Just that really- I have been offered a great job in that it's at the same professional level as my current role but 4 days a week and office based rather than client facing. I am finding my current job really bad for my mental health because of the lack of stability resulting from working in different places at different clients all the time, and with an ever changing team. Basically new job has most of the good bits but none of the bad bits. Because of the better work life balance in the new job, a large majority of the team are parents.

I had already handed in my notice at my current job before I even had the interview for the new one, as I couldn't stand it any longer. DH can cover the mortgage without me, so I was planning to take a bit of time out to recover and find the right role for the future.

We also started TTC in May, but expected it to take a long time, as that has been the experience of my friends in the same situation. We're both 33 and didn't want to leave it any longer. However I discovered I was in fact pregnant already last week, just after I had the final interview for the new job.

I found out I'd got it at the end of last week, and had a phone call yesterday to offer me T&Cs, which I said I was very happy with, although not signed anything yet.

I really want to take the job as it is so much more family friendly than my old one. I know I may not be entitled to much maternity pay, but I'm ok with that- I have no option anyway having given notice already.

I'm 6 weeks now, I think, although I've not even been to the doctors yet- couldn't get a booking in appointment until next week, the 18th. It doesn't feel real to me yet, and we've not told anyone at all. I feel I have a moral obligation to tell the new employer, but it feels so weird to do that when I've not even told my mum yet! We were planning to wait until 12 weeks ish to tell family- and I'm still scared it won't even last that long.

The earliest I could start new job would be 19 September, so would be around the 12 week mark then.

What would you do?

(Sorry this is so long! blush )

flowery Tue 09-Aug-16 07:54:40

What do you think/expect them to do with that information?

CaptainWentworth Tue 09-Aug-16 08:09:49

Feel reassured that I'm being honest with them? Avoid any unpleasantness once I start the job?

I googled the question in the title and found a Guardian article with loads of comments saying the moral thing to do would be tell the employer ASAP and that women who didn't were liars that were pushing employment laws to the limit...

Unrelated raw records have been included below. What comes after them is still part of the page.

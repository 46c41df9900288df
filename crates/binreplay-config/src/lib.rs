mod error;
mod replay;
mod validation;

pub use error::{ConfigError, ConfigResult};
pub use replay::{
    resolve_env, ReplayConfig, RetrySection, RewritesSection, StateSection, TargetSection,
    WriterSection, BATCH_SIZE_ENV, WRITE_RETRIES_ENV,
};
pub use validation::{to_writer_config, validate_config};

My instinct would be to tell them at 12 ish weeks when we tell everyone else, but I'm worried that's the wrong thing to do.

BikeRunSki Tue 09-Aug-16 08:18:33

Take the job.
Tell them when you start.
You could easily not know by now, or the pg might not stick (sorry).

Good luck with job and pg.

CaptainWentworth Tue 09-Aug-16 08:20:50

Don't say sorry- I think that's the sensible approach!

Just quite disconcerted that so many people seem to think that would be a dishonest way of managing it.

Thanks for the good wishes flowers

YorkieDorkie Tue 09-Aug-16 08:32:23

You've no obligation to tell them until you know you're out of the danger zone and I'd take any employer out if they made my job uncomfortable because I didn't tell them before 12 weeks. You don't even have to tell them then! I think my employers policy was that they should be informed 11 weeks before due date or something similar.

flowery Tue 09-Aug-16 09:21:18

The people who think it would be 'dishonest' are the people who think that information is relevant before an offer of a job is made, therefore think it's ok to discriminate and not offer a job because of pregnancy.

Even if you are one of those people, an offer has already been made, so unless you think it would be ok for them to break the law and withdraw the offer, there is no reason to tell them now. You wouldn't normally tell your employer until 12 weeks anyway, so it wouldn't be 'dishonest' not to tell them sooner than you otherwise would.

if you were much further along in your pregnancy, you might choose to tell them before you start purely to give them the maximum chance of sorting out maternity cover etc. But that isn't the case so there is nothing they can do with that information.

BikeRunSki Tue 09-Aug-16 16:51:37

Think of it another way - would you tell them if you were waiting to find out if we might need medical treatment that would require a lot of time off?